Many of the bacteria and viruses that are responsible for meningitis are fairly common. Good hygiene is an important means of preventing any infection. Encourage your family members to wash their hands thoroughly and often, particularly before eating and after using the bathroom. Avoiding close contact with someone who is obviously ill and not sharing food, drinks, or eating utensils can help halt the spread of germs as well.

In certain cases of meningitis, doctors may decide to give antibiotics to anyone who has been in close contact with the person who is ill to help prevent additional cases of illness.

The vaccines against Hib, measles, mumps, rubella, polio, and pneumococcus can protect against meningitis caused by these microorganisms. Some high-risk children should also be immunized against certain types of meningococcus. Because bacterial meningitis is most likely to occur in confined settings such as college dorms, some colleges ask that incoming students be vaccinated against meningococcus. This vaccine may also be recommended for people who are traveling to countries where meningitis is more common.

This varies with the organism causing the meningitis. The incubation periods for the most common causes of meningitis range from 2 days to 2 weeks.

Even with proper treatment, bacterial meningitis may take days (and sometimes weeks) to resolve, and recovery from its effects may take even longer. Most cases of viral meningitis resolve completely within 1 to 2 weeks.

Professional Treatment
Any child with possible meningitis needs aggressive diagnosis and treatment. First the doctor will take a history and perform a physical examination. If meningitis is suspected, the doctor will order laboratory tests to help make the diagnosis. The tests will likely include a lumbar puncture (spinal tap) to collect a sample of spinal fluid. This sample will be examined for signs of inflammation and cultured for the organism that may be causing the infection.

It is crucial to fight cases of bacterial meningitis quickly. If a child is diagnosed with (or strongly suspected to have) bacterial meningitis, doctors will start intravenous antibiotics as soon as possible, often before the exact microorganism causing the infection has been pinpointed. Once the infectious agent is identified through laboratory tests, the antibiotics can be changed, if necessary, or discontinued if the patient turns out to have viral meningitis.

If the child is diagnosed with bacterial meningitis, he or she will be hospitalized and closely monitored.

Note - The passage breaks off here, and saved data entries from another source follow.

use notekeeper_core::{
    JsonFileStorage, Note, NoteStorage, NoteStore, NoteStoreError, NoteValidationError,
    StorageError, StorageResult,
};
use chrono::{Duration, SubsecRound, Utc};
use std::cell::{Cell, RefCell};
use std::collections::HashSet;
use std::io;
use std::path::Path;

fn open_file_store(path: &Path) -> NoteStore<JsonFileStorage> {
    NoteStore::open(JsonFileStorage::new(path))
}

/// In-memory storage whose writes can be switched to fail.
#[derive(Default)]
struct FlakyStorage {
    notes: RefCell<Option<Vec<Note>>>,
    fail_writes: Cell<bool>,
    writes: Cell<u32>,
}

impl NoteStorage for FlakyStorage {
    fn read_all(&self) -> StorageResult<Option<Vec<Note>>> {
        Ok(self.notes.borrow().clone())
    }

    fn write_all(&self, notes: &[Note]) -> StorageResult<()> {
        if self.fail_writes.get() {
            return Err(StorageError::Io(io::Error::new(
                io::ErrorKind::Other,
                "disk full",
            )));
        }
        self.writes.set(self.writes.get() + 1);
        *self.notes.borrow_mut() = Some(notes.to_vec());
        Ok(())
    }
}

#[test]
fn create_then_reload_returns_note_without_update_timestamp() {
    let dir = tempfile::tempdir().unwrap();
    let path = dir.path().join("notes.json");

    let created = {
        let mut store = open_file_store(&path);
        store.create("A", "<p>x</p>").unwrap()
    };

    let reloaded = open_file_store(&path);
    assert_eq!(reloaded.list().len(), 1);
    let note = &reloaded.list()[0];
    assert_eq!(note.id(), created.id());
    assert_eq!(note.title(), "A");
    assert_eq!(note.content(), "<p>x</p>");
    assert!(note.updated_at().is_none());
    assert_eq!(note.created_at(), created.created_at());
}

#[test]
fn mixed_mutations_round_trip_through_storage() {
    let dir = tempfile::tempdir().unwrap();
    let path = dir.path().join("notes.json");
    let mut store = open_file_store(&path);

    let first = store.create("first", "<p>1</p>").unwrap();
    let second = store.create("second", "<p>2</p>").unwrap();
    let third = store.create("third", "<p>3</p>").unwrap();
    store.update(second.id(), "second v2", "<p>2b</p>").unwrap();
    store.delete(first.id()).unwrap();
    store.create("fourth", "<p>4</p>").unwrap();

    let reloaded = open_file_store(&path);
    assert_eq!(reloaded.list(), store.list());
    let titles: Vec<_> = reloaded.list().iter().map(|n| n.title()).collect();
    assert_eq!(titles, vec!["second v2", "third", "fourth"]);
    assert_eq!(reloaded.get(third.id()).unwrap().content(), "<p>3</p>");
}

#[test]
fn ids_stay_unique_across_deletions() {
    let mut store = NoteStore::open(FlakyStorage::default());
    let mut seen = HashSet::new();

    for round in 0..20 {
        let note = store.create(format!("n{round}"), "<p>x</p>").unwrap();
        assert!(seen.insert(note.id().to_string()), "id reused: {}", note.id());
        if round % 3 == 0 {
            store.delete(note.id()).unwrap();
        }
    }
}

#[test]
fn update_keeps_identity_and_stamps_updated_at() {
    let mut store = NoteStore::open(FlakyStorage::default());
    let created = store.create("A", "<p>x</p>").unwrap();

    let updated = store.update(created.id(), "B", "<p>y</p>").unwrap();
    assert_eq!(updated.id(), created.id());
    assert_eq!(updated.created_at(), created.created_at());
    assert_eq!(updated.title(), "B");
    assert_eq!(updated.content(), "<p>y</p>");
    let updated_at = updated.updated_at().expect("update stamps updatedAt");
    assert!(updated_at >= created.created_at());
    assert_eq!(store.get(created.id()), Some(&updated));
}

#[test]
fn update_unknown_id_fails_and_leaves_collection_unchanged() {
    let mut store = NoteStore::open(FlakyStorage::default());
    store.create("A", "<p>x</p>").unwrap();
    let before = store.list().to_vec();

    let err = store.update("missing", "B", "<p>y</p>").unwrap_err();
    assert!(matches!(err, NoteStoreError::NotFound(id) if id == "missing"));
    assert_eq!(store.list(), before.as_slice());
}

#[test]
fn delete_unknown_id_is_idempotent_noop() {
    let storage = FlakyStorage::default();
    let mut store = NoteStore::open(storage);
    store.create("A", "<p>x</p>").unwrap();
    let before = store.list().to_vec();
    let writes_before = store.storage().writes.get();

    store.delete("missing").unwrap();
    store.delete("missing").unwrap();
    assert_eq!(store.list(), before.as_slice());
    assert_eq!(store.storage().writes.get(), writes_before);
}

#[test]
fn deleting_only_note_empties_memory_and_storage() {
    let dir = tempfile::tempdir().unwrap();
    let path = dir.path().join("notes.json");
    let mut store = open_file_store(&path);
    let note = store.create("only", "<p>x</p>").unwrap();

    store.delete(note.id()).unwrap();
    assert!(store.list().is_empty());
    assert!(open_file_store(&path).list().is_empty());
}

#[test]
fn create_rejects_blank_title_or_content() {
    let mut store = NoteStore::open(FlakyStorage::default());
    let err = store.create("   ", "<p>x</p>").unwrap_err();
    assert!(matches!(
        err,
        NoteStoreError::Validation(NoteValidationError::EmptyTitle)
    ));
    let err = store.create("A", "").unwrap_err();
    assert!(matches!(
        err,
        NoteStoreError::Validation(NoteValidationError::EmptyContent)
    ));
    assert!(store.is_empty());
}

#[test]
fn failed_writes_do_not_commit_in_memory() {
    let mut store = NoteStore::open(FlakyStorage::default());
    let kept = store.create("kept", "<p>x</p>").unwrap();
    let before = store.list().to_vec();

    store.storage().fail_writes.set(true);
    assert!(matches!(
        store.create("lost", "<p>y</p>").unwrap_err(),
        NoteStoreError::Io(_)
    ));
    assert!(matches!(
        store.update(kept.id(), "changed", "<p>z</p>").unwrap_err(),
        NoteStoreError::Io(_)
    ));
    assert!(matches!(
        store.delete(kept.id()).unwrap_err(),
        NoteStoreError::Io(_)
    ));
    assert_eq!(store.list(), before.as_slice());
}

#[test]
fn replace_all_persists_snapshot_and_rejects_duplicates() {
    let dir = tempfile::tempdir().unwrap();
    let path = dir.path().join("notes.json");
    let mut store = open_file_store(&path);
    let original = store.create("A", "<p>x</p>").unwrap();

    let snapshot = vec![
        original.clone(),
        Note::restore("external-1", "B", "<p>y</p>", original.created_at(), None).unwrap(),
    ];
    store.replace_all(snapshot.clone()).unwrap();
    assert_eq!(open_file_store(&path).list(), snapshot.as_slice());

    let err = store
        .replace_all(vec![original.clone(), original.clone()])
        .unwrap_err();
    assert!(matches!(
        err,
        NoteStoreError::Validation(NoteValidationError::DuplicateId(_))
    ));
    assert_eq!(store.list(), snapshot.as_slice());
}

#[test]
fn persisted_file_is_json_array_with_expected_keys() {
    let dir = tempfile::tempdir().unwrap();
    let path = dir.path().join("notes.json");
    let mut store = open_file_store(&path);
    let note = store.create("A", "<p>x</p>").unwrap();
    store.update(note.id(), "A2", "<p>x2</p>").unwrap();

    let raw = std::fs::read_to_string(&path).unwrap();
    let value: serde_json::Value = serde_json::from_str(&raw).unwrap();
    let items = value.as_array().expect("top-level array");
    assert_eq!(items.len(), 1);
    let item = items[0].as_object().unwrap();
    for key in ["id", "title", "content", "createdAt", "updatedAt"] {
        assert!(item.contains_key(key), "missing key {key}");
    }
    assert!(item["updatedAt"].is_string());
}

#[test]
fn replace_all_rejects_blank_title_or_content() {
    let dir = tempfile::tempdir().unwrap();
    let path = dir.path().join("notes.json");
    let mut store = open_file_store(&path);
    let kept = store.create("A", "<p>x</p>").unwrap();
    let raw_before = std::fs::read_to_string(&path).unwrap();
    let now = Utc::now();

    let blank_title = Note::restore("x1", "   ", "<p>y</p>", now, None).unwrap();
    let err = store.replace_all(vec![kept.clone(), blank_title]).unwrap_err();
    assert!(matches!(
        err,
        NoteStoreError::Validation(NoteValidationError::EmptyTitle)
    ));

    let blank_content = Note::restore("x2", "B", "", now, None).unwrap();
    let err = store.replace_all(vec![blank_content]).unwrap_err();
    assert!(matches!(
        err,
        NoteStoreError::Validation(NoteValidationError::EmptyContent)
    ));

    assert_eq!(store.list(), &[kept]);
    assert_eq!(std::fs::read_to_string(&path).unwrap(), raw_before);
}

#[test]
fn update_never_stamps_before_future_created_at() {
    let mut store = NoteStore::open(FlakyStorage::default());
    let created_at = (Utc::now() + Duration::hours(1)).trunc_subsecs(3);
    let skewed = Note::restore("skewed", "A", "<p>x</p>", created_at, None).unwrap();
    store.replace_all(vec![skewed]).unwrap();

    let updated = store.update("skewed", "B", "<p>y</p>").unwrap();
    assert_eq!(updated.created_at(), created_at);
    assert_eq!(updated.updated_at(), Some(created_at));
}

While in the hospital, the child will continue to receive antibiotics and may require intensive-care treatment. The child will receive fluids to replace those lost to fever, sweating, vomiting, and poor appetite, and may be given corticosteroids to help reduce inflammation of the meninges, depending on the cause of the disease.

Complications of bacterial meningitis may require specific treatment. For example, anticonvulsants can be given for seizures. If the child develops shock or low blood pressure, additional intravenous fluids and certain medications may be given to increase blood pressure. Some children may need supplemental oxygen or mechanical ventilation if they have difficulty breathing.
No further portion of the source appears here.